--- SUPPLIED DATA ---

use super::*;

#[derive(Debug)]
struct Window {
    intervals: VecDeque<f64>,
    last_retarget: Instant,
    last_sample: Instant,
}

/// Variable difficulty regulator for one listening port. Each session keeps a
/// bounded window of seconds between its shares; once a retarget period has
/// passed the mean interval decides whether to propose a new difficulty.
#[derive(Debug)]
pub(crate) struct Vardiff {
    capacity: usize,
    settings: DifficultySettings,
    windows: DashMap<SessionId, Window>,
}

impl Vardiff {
    pub(crate) fn new(settings: DifficultySettings) -> Self {
        Self {
            capacity: ((settings.retarget_time / settings.target_time) * 4.0).max(1.0) as usize,
            settings,
            windows: DashMap::new(),
        }
    }

    /// Records a share from `session` at `now`, returning a proposed
    /// difficulty when a retarget is due and the rate is out of bounds.
    pub(crate) fn record(&self, session: SessionId, difficulty: f64, now: Instant) -> Option<f64> {
        let retarget = Duration::from_secs_f64(self.settings.retarget_time);

        let mut window = match self.windows.entry(session) {
            dashmap::mapref::entry::Entry::Vacant(entry) => {
                entry.insert(Window {
                    intervals: VecDeque::with_capacity(self.capacity),
                    last_retarget: now.checked_sub(retarget / 2).unwrap_or(now),
                    last_sample: now,
                });
                return None;
            }
            dashmap::mapref::entry::Entry::Occupied(entry) => entry.into_ref(),
        };

        if window.intervals.len() >= self.capacity {
            window.intervals.pop_front();
        }

        let interval = now.saturating_duration_since(window.last_sample);
        window.intervals.push_back(interval.as_secs_f64());
        window.last_sample = now;

        if now.saturating_duration_since(window.last_retarget) < retarget {
            return None;
        }

        window.last_retarget = now;

        self.propose(&window.intervals, difficulty)
    }

    fn propose(&self, intervals: &VecDeque<f64>, difficulty: f64) -> Option<f64> {
        if intervals.is_empty() {
            return None;
        }

        let DifficultySettings {
            minimum,
            maximum,
            target_time,
            variance,
            ..
        } = self.settings;

        let average = intervals.iter().sum::<f64>() / intervals.len() as f64;

        let mut factor = target_time / average;

        if average > target_time * (1.0 + variance) && difficulty > minimum {
            if factor * difficulty < minimum {
                factor = minimum / difficulty;
            }
        } else if average < target_time * (1.0 - variance) && difficulty < maximum {
            if factor * difficulty > maximum {
                factor = maximum / difficulty;
            }
        } else {
            return None;
        }

        Some(round_to(difficulty * factor, 8))
    }

    pub(crate) fn remove(&self, session: SessionId) {
        self.windows.remove(&session);
    }
}

#[cfg(test)]
mod tests {
    use super::*;

    fn settings() -> DifficultySettings {
        DifficultySettings {
            initial: 32.0,
            minimum: 8.0,
            maximum: 512.0,
            target_time: 15.0,
            retarget_time: 90.0,
            variance: 0.3,
        }
    }

    fn secs(n: u64) -> Duration {
        Duration::from_secs(n)
    }

    #[test]
    fn capacity_follows_retarget_ratio() {
        assert_eq!(Vardiff::new(settings()).capacity, 24);
    }

    #[test]
    fn first_share_only_starts_window() {
        let vardiff = Vardiff::new(settings());
        let session = SessionId::new(1);

        assert_eq!(vardiff.record(session, 32.0, Instant::now()), None);
        assert!(vardiff.windows.get(&session).unwrap().intervals.is_empty());
    }

    #[test]
    fn slow_miner_is_clamped_to_minimum() {
        let vardiff = Vardiff::new(settings());
        let session = SessionId::new(1);
        let start = Instant::now();

        assert_eq!(vardiff.record(session, 32.0, start), None);
        assert_eq!(vardiff.record(session, 32.0, start + secs(575)), Some(8.0));
    }

    #[test]
    fn slow_miner_is_lowered() {
        let vardiff = Vardiff::new(settings());
        let session = SessionId::new(1);
        let start = Instant::now();

        vardiff.record(session, 64.0, start);
        assert_eq!(vardiff.record(session, 64.0, start + secs(30)), None);
        assert_eq!(vardiff.record(session, 64.0, start + secs(60)), Some(32.0));
    }

    #[test]
    fn fast_miner_is_raised_and_clamped() {
        let vardiff = Vardiff::new(settings());
        let session = SessionId::new(1);
        let start = Instant::now();

        vardiff.record(session, 32.0, start);

        let mut proposal = None;
        for i in 1..=45 {
            proposal = vardiff.record(session, 32.0, start + secs(i));
            if proposal.is_some() {
                break;
            }
        }

        assert_eq!(proposal, Some(480.0));

        let vardiff = Vardiff::new(settings());
        vardiff.record(session, 400.0, start);

        let mut proposal = None;
        for i in 1..=45 {
            proposal = vardiff.record(session, 400.0, start + secs(i));
            if proposal.is_some() {
                break;
            }
        }

        assert_eq!(proposal, Some(512.0));
    }

    #[test]
    fn steady_miner_keeps_difficulty() {
        let vardiff = Vardiff::new(settings());
        let session = SessionId::new(1);
        let start = Instant::now();

        vardiff.record(session, 32.0, start);

        for i in 1..=10 {
            assert_eq!(vardiff.record(session, 32.0, start + secs(15 * i)), None);
        }
    }

    #[test]
    fn bounds_stop_adjustment() {
        let vardiff = Vardiff::new(settings());
        let session = SessionId::new(1);
        let start = Instant::now();

        vardiff.record(session, 8.0, start);
        assert_eq!(vardiff.record(session, 8.0, start + secs(600)), None);

        let session = SessionId::new(2);
        vardiff.record(session, 512.0, start);
        for i in 1..=60 {
            assert_eq!(vardiff.record(session, 512.0, start + secs(i)), None);
        }
    }

    #[test]
    fn window_is_bounded() {
        let vardiff = Vardiff::new(settings());
        let session = SessionId::new(1);
        let start = Instant::now();

        vardiff.record(session, 32.0, start);
        for i in 1..=100 {
            vardiff.record(session, 512.0, start + Duration::from_millis(100 * i));
        }

        assert!(vardiff.windows.get(&session).unwrap().intervals.len() <= 24);
    }

    #[test]
    fn sessions_are_independent() {
        let vardiff = Vardiff::new(settings());
        let start = Instant::now();

        vardiff.record(SessionId::new(1), 32.0, start);
        assert_eq!(vardiff.record(SessionId::new(2), 32.0, start + secs(575)), None);
        assert_eq!(
            vardiff.record(SessionId::new(1), 32.0, start + secs(575)),
            Some(8.0)
        );
    }

    #[test]
    fn remove_forgets_window() {
        let vardiff = Vardiff::new(settings());
        let session = SessionId::new(1);
        let start = Instant::now();

        vardiff.record(session, 32.0, start);
        vardiff.record(session, 32.0, start + secs(1));
        assert_eq!(vardiff.windows.get(&session).unwrap().intervals.len(), 1);

        vardiff.remove(session);
        assert!(vardiff.windows.get(&session).is_none());
    }
}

---

TASK TO CARRY OUT:
Collect from the data above every line that includes "proposal".

ANSWER BOX:
        let mut proposal = None;
            proposal = vardiff.record(session, 32.0, start + secs(i));
            if proposal.is_some() {
        assert_eq!(proposal, Some(480.0));
        let mut proposal = None;
            proposal = vardiff.record(session, 400.0, start + secs(i));
            if proposal.is_some() {
        assert_eq!(proposal, Some(512.0));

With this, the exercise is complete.